» **WHAT THE TASK ASKS**
Looking through the listing below, state how many lines have the word "GraphTransport" in them. Only the number should be given.

» **THE INPUT**
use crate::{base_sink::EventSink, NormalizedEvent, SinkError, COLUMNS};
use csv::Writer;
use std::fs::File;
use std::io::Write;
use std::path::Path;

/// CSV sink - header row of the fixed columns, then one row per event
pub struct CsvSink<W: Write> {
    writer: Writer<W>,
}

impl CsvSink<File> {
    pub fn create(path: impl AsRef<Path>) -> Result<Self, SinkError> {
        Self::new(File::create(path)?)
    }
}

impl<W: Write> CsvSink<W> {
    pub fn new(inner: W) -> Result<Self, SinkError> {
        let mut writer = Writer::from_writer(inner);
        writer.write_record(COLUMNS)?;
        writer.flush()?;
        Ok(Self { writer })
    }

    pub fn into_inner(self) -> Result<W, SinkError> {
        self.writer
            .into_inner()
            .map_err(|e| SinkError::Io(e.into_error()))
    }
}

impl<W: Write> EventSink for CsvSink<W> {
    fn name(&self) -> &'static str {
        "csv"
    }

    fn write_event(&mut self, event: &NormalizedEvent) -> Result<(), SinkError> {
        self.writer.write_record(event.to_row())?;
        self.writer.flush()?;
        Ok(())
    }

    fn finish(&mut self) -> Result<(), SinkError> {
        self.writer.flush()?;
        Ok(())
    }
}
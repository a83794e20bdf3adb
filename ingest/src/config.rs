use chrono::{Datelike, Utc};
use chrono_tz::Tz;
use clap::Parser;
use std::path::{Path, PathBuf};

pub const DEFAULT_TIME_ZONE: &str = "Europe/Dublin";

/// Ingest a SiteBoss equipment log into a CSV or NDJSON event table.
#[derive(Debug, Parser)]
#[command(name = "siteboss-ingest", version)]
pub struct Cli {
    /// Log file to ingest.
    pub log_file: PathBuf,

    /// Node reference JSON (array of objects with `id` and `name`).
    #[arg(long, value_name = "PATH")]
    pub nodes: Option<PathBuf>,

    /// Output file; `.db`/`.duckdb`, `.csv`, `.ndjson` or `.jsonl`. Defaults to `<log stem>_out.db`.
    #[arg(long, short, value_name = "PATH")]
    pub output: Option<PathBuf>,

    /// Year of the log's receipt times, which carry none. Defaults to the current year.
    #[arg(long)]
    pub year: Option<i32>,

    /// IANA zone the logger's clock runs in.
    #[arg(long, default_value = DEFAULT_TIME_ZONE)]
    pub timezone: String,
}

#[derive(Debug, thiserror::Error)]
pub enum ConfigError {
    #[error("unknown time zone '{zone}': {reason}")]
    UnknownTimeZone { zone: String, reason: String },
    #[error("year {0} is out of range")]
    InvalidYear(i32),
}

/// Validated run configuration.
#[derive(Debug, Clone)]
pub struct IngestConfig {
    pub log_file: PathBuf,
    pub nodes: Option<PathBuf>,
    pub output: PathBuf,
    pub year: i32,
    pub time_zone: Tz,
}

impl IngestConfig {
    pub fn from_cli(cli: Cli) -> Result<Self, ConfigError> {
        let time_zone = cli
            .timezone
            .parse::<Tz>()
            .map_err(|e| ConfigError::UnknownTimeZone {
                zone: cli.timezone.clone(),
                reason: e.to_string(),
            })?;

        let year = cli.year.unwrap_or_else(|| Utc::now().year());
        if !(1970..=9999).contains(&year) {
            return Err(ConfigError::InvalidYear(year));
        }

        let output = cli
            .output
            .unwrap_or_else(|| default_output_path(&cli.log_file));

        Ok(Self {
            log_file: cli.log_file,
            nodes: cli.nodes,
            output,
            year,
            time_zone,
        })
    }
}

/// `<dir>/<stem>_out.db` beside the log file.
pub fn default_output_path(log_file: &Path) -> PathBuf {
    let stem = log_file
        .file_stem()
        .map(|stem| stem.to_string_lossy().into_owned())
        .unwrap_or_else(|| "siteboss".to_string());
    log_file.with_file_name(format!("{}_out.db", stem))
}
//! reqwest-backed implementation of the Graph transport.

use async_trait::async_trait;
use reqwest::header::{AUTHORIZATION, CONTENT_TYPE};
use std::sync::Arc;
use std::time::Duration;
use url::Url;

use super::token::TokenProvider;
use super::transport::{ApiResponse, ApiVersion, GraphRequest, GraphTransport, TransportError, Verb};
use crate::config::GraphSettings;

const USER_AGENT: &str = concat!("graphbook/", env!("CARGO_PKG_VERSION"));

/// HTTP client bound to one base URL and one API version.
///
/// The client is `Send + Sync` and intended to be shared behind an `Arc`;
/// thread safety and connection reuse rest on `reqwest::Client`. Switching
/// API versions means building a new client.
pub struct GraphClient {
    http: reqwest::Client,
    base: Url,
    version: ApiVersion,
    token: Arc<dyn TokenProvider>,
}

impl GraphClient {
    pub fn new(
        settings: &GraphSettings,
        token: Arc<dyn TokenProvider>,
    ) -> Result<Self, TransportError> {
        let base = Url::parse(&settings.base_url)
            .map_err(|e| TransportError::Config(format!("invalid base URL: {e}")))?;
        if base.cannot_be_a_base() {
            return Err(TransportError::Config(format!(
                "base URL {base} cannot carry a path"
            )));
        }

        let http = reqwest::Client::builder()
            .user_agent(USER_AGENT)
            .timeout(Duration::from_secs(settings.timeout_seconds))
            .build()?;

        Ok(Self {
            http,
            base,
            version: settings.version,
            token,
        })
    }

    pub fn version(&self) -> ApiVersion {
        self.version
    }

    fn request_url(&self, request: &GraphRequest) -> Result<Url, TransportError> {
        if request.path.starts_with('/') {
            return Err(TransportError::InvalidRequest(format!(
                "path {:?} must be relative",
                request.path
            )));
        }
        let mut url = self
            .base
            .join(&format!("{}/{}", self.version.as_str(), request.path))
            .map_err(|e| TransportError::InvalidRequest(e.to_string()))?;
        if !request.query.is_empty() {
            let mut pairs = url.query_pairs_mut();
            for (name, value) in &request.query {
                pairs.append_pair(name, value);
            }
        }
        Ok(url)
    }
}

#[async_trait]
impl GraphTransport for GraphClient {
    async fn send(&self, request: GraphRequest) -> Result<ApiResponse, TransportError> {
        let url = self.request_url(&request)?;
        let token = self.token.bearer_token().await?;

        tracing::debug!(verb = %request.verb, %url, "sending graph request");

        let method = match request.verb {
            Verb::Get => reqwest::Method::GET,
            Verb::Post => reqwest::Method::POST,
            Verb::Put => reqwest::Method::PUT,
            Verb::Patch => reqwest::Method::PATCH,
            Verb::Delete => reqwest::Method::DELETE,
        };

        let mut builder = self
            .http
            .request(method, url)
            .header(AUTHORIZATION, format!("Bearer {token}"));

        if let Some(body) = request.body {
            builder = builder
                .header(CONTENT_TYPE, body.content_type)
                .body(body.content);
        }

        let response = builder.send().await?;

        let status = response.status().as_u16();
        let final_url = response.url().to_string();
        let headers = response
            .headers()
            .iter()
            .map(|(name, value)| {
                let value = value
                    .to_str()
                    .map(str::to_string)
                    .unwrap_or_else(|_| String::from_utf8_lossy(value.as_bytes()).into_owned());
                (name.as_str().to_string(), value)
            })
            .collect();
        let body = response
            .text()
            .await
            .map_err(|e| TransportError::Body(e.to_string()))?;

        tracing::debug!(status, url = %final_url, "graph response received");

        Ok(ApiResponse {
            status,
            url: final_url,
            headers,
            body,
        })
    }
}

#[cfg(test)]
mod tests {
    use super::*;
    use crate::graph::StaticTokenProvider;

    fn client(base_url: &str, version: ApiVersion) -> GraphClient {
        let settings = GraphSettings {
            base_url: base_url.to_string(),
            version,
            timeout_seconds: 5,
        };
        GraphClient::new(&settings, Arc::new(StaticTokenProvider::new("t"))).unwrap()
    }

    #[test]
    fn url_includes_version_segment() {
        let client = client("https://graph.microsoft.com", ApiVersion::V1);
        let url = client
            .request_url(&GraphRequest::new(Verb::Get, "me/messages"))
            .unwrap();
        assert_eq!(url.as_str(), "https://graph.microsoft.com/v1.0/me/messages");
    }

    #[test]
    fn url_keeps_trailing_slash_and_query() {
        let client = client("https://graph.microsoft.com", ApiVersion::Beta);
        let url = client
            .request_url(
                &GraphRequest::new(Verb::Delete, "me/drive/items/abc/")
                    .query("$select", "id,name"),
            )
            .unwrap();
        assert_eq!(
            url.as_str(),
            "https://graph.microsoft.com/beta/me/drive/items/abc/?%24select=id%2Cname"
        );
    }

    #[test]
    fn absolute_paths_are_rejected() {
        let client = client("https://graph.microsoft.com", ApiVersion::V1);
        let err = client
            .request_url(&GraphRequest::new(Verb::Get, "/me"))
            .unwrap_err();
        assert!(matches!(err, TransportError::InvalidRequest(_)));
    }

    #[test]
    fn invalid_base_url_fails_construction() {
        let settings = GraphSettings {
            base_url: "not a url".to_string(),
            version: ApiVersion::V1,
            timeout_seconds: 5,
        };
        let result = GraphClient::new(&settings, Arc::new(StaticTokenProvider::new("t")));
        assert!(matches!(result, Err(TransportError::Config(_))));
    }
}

» **OUTPUT BELOW**
2